- **Collected data**:
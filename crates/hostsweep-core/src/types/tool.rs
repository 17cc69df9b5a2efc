use serde::{Deserialize, Serialize};
use std::path::PathBuf;

/// How a tool binary is acquired
#[derive(Debug, Clone, Copy, PartialEq, Eq, Hash, Default, Serialize, Deserialize)]
#[serde(rename_all = "snake_case")]
pub enum InstallMethod {
    /// Latest release asset fetched from the source repository
    #[default]
    ReleaseDownload,
    /// Vendor installer package (MSI or similar), installed by the operator
    PackagedInstaller,
    /// Operator places the binary by hand
    Manual,
}

impl InstallMethod {
    /// Returns true if the tool can be fetched automatically
    #[must_use]
    pub const fn is_downloadable(&self) -> bool {
        matches!(self, Self::ReleaseDownload)
    }
}

impl std::fmt::Display for InstallMethod {
    fn fmt(&self, f: &mut std::fmt::Formatter<'_>) -> std::fmt::Result {
        match self {
            Self::ReleaseDownload => write!(f, "release_download"),
            Self::PackagedInstaller => write!(f, "packaged_installer"),
            Self::Manual => write!(f, "manual"),
        }
    }
}

/// Metadata and resolved location for an external security tool
#[derive(Debug, Clone, PartialEq, Eq, Serialize, Deserialize)]
pub struct ToolInfo {
    /// Registry key (e.g. `hollows_hunter`)
    pub name: String,

    /// Human-readable name
    pub display_name: String,

    /// Executable file name searched for on disk
    pub exe_name: String,

    /// Version string, when known
    #[serde(default)]
    pub version: Option<String>,

    /// Resolved executable path; `None` unless resolution succeeded or a
    /// path was configured explicitly
    #[serde(default)]
    pub path: Option<PathBuf>,

    /// Pinned SHA-256 of the executable (hex)
    #[serde(default)]
    pub expected_hash: Option<String>,

    /// Acquisition method
    #[serde(default)]
    pub install_method: InstallMethod,

    /// Release repository (`owner/name`)
    #[serde(default)]
    pub source_repo: Option<String>,

    /// Glob pattern selecting the release asset
    #[serde(default)]
    pub asset_pattern: Option<String>,

    /// Whether the tool needs administrator/root rights
    #[serde(default)]
    pub requires_elevated_privileges: bool,

    /// Whether the last resolution found the executable
    #[serde(default)]
    pub installed: bool,

    /// License of the upstream tool
    #[serde(default)]
    pub license: String,
}

impl ToolInfo {
    /// Create a tool definition with the minimum identity fields
    #[must_use]
    pub fn new(
        name: impl Into<String>,
        display_name: impl Into<String>,
        exe_name: impl Into<String>,
    ) -> Self {
        Self {
            name: name.into(),
            display_name: display_name.into(),
            exe_name: exe_name.into(),
            version: None,
            path: None,
            expected_hash: None,
            install_method: InstallMethod::default(),
            source_repo: None,
            asset_pattern: None,
            requires_elevated_privileges: false,
            installed: false,
            license: String::new(),
        }
    }

    /// Set the install method
    #[must_use]
    pub fn install_method(mut self, method: InstallMethod) -> Self {
        self.install_method = method;
        self
    }

    /// Set the release source and asset pattern
    #[must_use]
    pub fn release(mut self, repo: impl Into<String>, pattern: impl Into<String>) -> Self {
        self.install_method = InstallMethod::ReleaseDownload;
        self.source_repo = Some(repo.into());
        self.asset_pattern = Some(pattern.into());
        self
    }

    /// Mark the tool as requiring elevated privileges
    #[must_use]
    pub const fn elevated(mut self, elevated: bool) -> Self {
        self.requires_elevated_privileges = elevated;
        self
    }

    /// Set the license
    #[must_use]
    pub fn license(mut self, license: impl Into<String>) -> Self {
        self.license = license.into();
        self
    }

    /// Returns true if the tool can be fetched automatically
    #[must_use]
    pub const fn can_download(&self) -> bool {
        self.install_method.is_downloadable() && self.source_repo.is_some()
    }

    /// Mark as resolved at `path`
    #[must_use]
    pub fn resolved(mut self, path: PathBuf) -> Self {
        self.path = Some(path);
        self.installed = true;
        self
    }

    /// Mark as not found
    #[must_use]
    pub fn unresolved(mut self) -> Self {
        self.path = None;
        self.installed = false;
        self
    }
}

- **WHAT TO PRODUCE**: All the entries above need to be reproduced exactly.

- **EXERCISE RESULT**:
filename crates/hostsweep-core/src/types/tool.rs
repository 17cc69df9b5a2efc
use serde::{Deserialize, Serialize};
use std::path::PathBuf;

/// How a tool binary is acquired
#[derive(Debug, Clone, Copy, PartialEq, Eq, Hash, Default, Serialize, Deserialize)]
#[serde(rename_all = "snake_case")]
pub enum InstallMethod {
    /// Latest release asset fetched from the source repository
    #[default]
    ReleaseDownload,
    /// Vendor installer package (MSI or similar), installed by the operator
    PackagedInstaller,
    /// Operator places the binary by hand
    Manual,
}

impl InstallMethod {
    /// Returns true if the tool can be fetched automatically
    #[must_use]
    pub const fn is_downloadable(&self) -> bool {
        matches!(self, Self::ReleaseDownload)
    }
}

impl std::fmt::Display for InstallMethod {
    fn fmt(&self, f: &mut std::fmt::Formatter<'_>) -> std::fmt::Result {
        match self {
            Self::ReleaseDownload => write!(f, "release_download"),
            Self::PackagedInstaller => write!(f, "packaged_installer"),
            Self::Manual => write!(f, "manual"),
        }
    }
}

/// Metadata and resolved location for an external security tool
#[derive(Debug, Clone, PartialEq, Eq, Serialize, Deserialize)]
pub struct ToolInfo {
    /// Registry key (e.g. `hollows_hunter`)
    pub name: String,

    /// Human-readable name
    pub display_name: String,

    /// Executable file name searched for on disk
    pub exe_name: String,

    /// Version string, when known
    #[serde(default)]
    pub version: Option<String>,

    /// Resolved executable path; `None` unless resolution succeeded or a
    /// path was configured explicitly
    #[serde(default)]
    pub path: Option<PathBuf>,

    /// Pinned SHA-256 of the executable (hex)
    #[serde(default)]
    pub expected_hash: Option<String>,

    /// Acquisition method
    #[serde(default)]
    pub install_method: InstallMethod,

    /// Release repository (`owner/name`)
    #[serde(default)]
    pub source_repo: Option<String>,

    /// Glob pattern selecting the release asset
    #[serde(default)]
    pub asset_pattern: Option<String>,

    /// Whether the tool needs administrator/root rights
    #[serde(default)]
    pub requires_elevated_privileges: bool,

    /// Whether the last resolution found the executable
    #[serde(default)]
    pub installed: bool,

    /// License of the upstream tool
    #[serde(default)]
    pub license: String,
}

impl ToolInfo {
    /// Create a tool definition with the minimum identity fields
    #[must_use]
    pub fn new(
        name: impl Into<String>,
        display_name: impl Into<String>,
        exe_name: impl Into<String>,
    ) -> Self {
        Self {
            name: name.into(),
            display_name: display_name.into(),
            exe_name: exe_name.into(),
            version: None,
            path: None,
            expected_hash: None,
            install_method: InstallMethod::default(),
            source_repo: None,
            asset_pattern: None,
            requires_elevated_privileges: false,
            installed: false,
            license: String::new(),
        }
    }

    /// Set the install method
    #[must_use]
    pub fn install_method(mut self, method: InstallMethod) -> Self {
        self.install_method = method;
        self
    }

    /// Set the release source and asset pattern
    #[must_use]
    pub fn release(mut self, repo: impl Into<String>, pattern: impl Into<String>) -> Self {
        self.install_method = InstallMethod::ReleaseDownload;
        self.source_repo = Some(repo.into());
        self.asset_pattern = Some(pattern.into());
        self
    }

    /// Mark the tool as requiring elevated privileges
    #[must_use]
    pub const fn elevated(mut self, elevated: bool) -> Self {
        self.requires_elevated_privileges = elevated;
        self
    }

    /// Set the license
    #[must_use]
    pub fn license(mut self, license: impl Into<String>) -> Self {
        self.license = license.into();
        self
    }

    /// Returns true if the tool can be fetched automatically
    #[must_use]
    pub const fn can_download(&self) -> bool {
        self.install_method.is_downloadable() && self.source_repo.is_some()
    }

    /// Mark as resolved at `path`
    #[must_use]
    pub fn resolved(mut self, path: PathBuf) -> Self {
        self.path = Some(path);
        self.installed = true;
        self
    }

    /// Mark as not found
    #[must_use]
    pub fn unresolved(mut self) -> Self {
        self.path = None;
        self.installed = false;
        self
    }
}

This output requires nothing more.